▸ **Directions**: Reproduce exactly, and nothing but, the lines between the one with "let entry = peers.entry(id).or_insert_with(||" and the end of the entries, both ends included.

Stored data entries
────────
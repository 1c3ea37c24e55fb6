//! Known peers
//!
//! Static entries come from configuration with their public keys. Peers
//! first seen on the wire are added without a key; we can read their
//! messages but cannot answer until a key is configured for them.

use rsa::RsaPublicKey;
use std::collections::HashMap;
use std::net::{IpAddr, SocketAddr};
use tokio::sync::RwLock;
use uuid::Uuid;

/// Identity and address of one peer
#[derive(Debug, Clone, PartialEq)]
pub struct PeerInfo {
    pub id: Uuid,
    pub address: IpAddr,
    pub port: u16,
    /// Needed to encrypt anything sent to this peer
    pub public_key: Option<RsaPublicKey>,
}

impl PeerInfo {
    pub fn new(id: Uuid, addr: SocketAddr, public_key: Option<RsaPublicKey>) -> Self {
        Self {
            id,
            address: addr.ip(),
            port: addr.port(),
            public_key,
        }
    }

    pub fn socket_addr(&self) -> SocketAddr {
        SocketAddr::new(self.address, self.port)
    }
}

/// Directory of peers keyed by id
#[derive(Debug, Default)]
pub struct PeerDirectory {
    peers: RwLock<HashMap<Uuid, PeerInfo>>,
}

impl PeerDirectory {
    pub fn new() -> Self {
        Self::default()
    }

    pub fn with_peers(peers: impl IntoIterator<Item = PeerInfo>) -> Self {
        Self {
            peers: RwLock::new(peers.into_iter().map(|p| (p.id, p)).collect()),
        }
    }

    pub async fn insert(&self, peer: PeerInfo) {
        self.peers.write().await.insert(peer.id, peer);
    }

    pub async fn get(&self, id: &Uuid) -> Option<PeerInfo> {
        self.peers.read().await.get(id).cloned()
    }

    pub async fn all(&self) -> Vec<PeerInfo> {
        self.peers.read().await.values().cloned().collect()
    }

    pub async fn len(&self) -> usize {
        self.peers.read().await.len()
    }

    /// Record that `id` just sent us a datagram from `addr`
    pub async fn observe(&self, id: Uuid, addr: SocketAddr) -> PeerInfo {
        let mut peers = self.peers.write().await;
        let entry = peers.entry(id).or_insert_with(|| {
            tracing::info!("Discovered peer {} at {}", id, addr);
            PeerInfo::new(id, addr, None)
        });

        if entry.socket_addr() != addr {
            tracing::debug!("Peer {} moved from {} to {}", id, entry.socket_addr(), addr);
            entry.address = addr.ip();
            entry.port = addr.port();
        }
        entry.clone()
    }
}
────────
▸ **Solution for this problem**:
        let entry = peers.entry(id).or_insert_with(|| {
            tracing::info!("Discovered peer {} at {}", id, addr);
            PeerInfo::new(id, addr, None)
        });

        if entry.socket_addr() != addr {
            tracing::debug!("Peer {} moved from {} to {}", id, entry.socket_addr(), addr);
            entry.address = addr.ip();
            entry.port = addr.port();
        }
        entry.clone()
    }
}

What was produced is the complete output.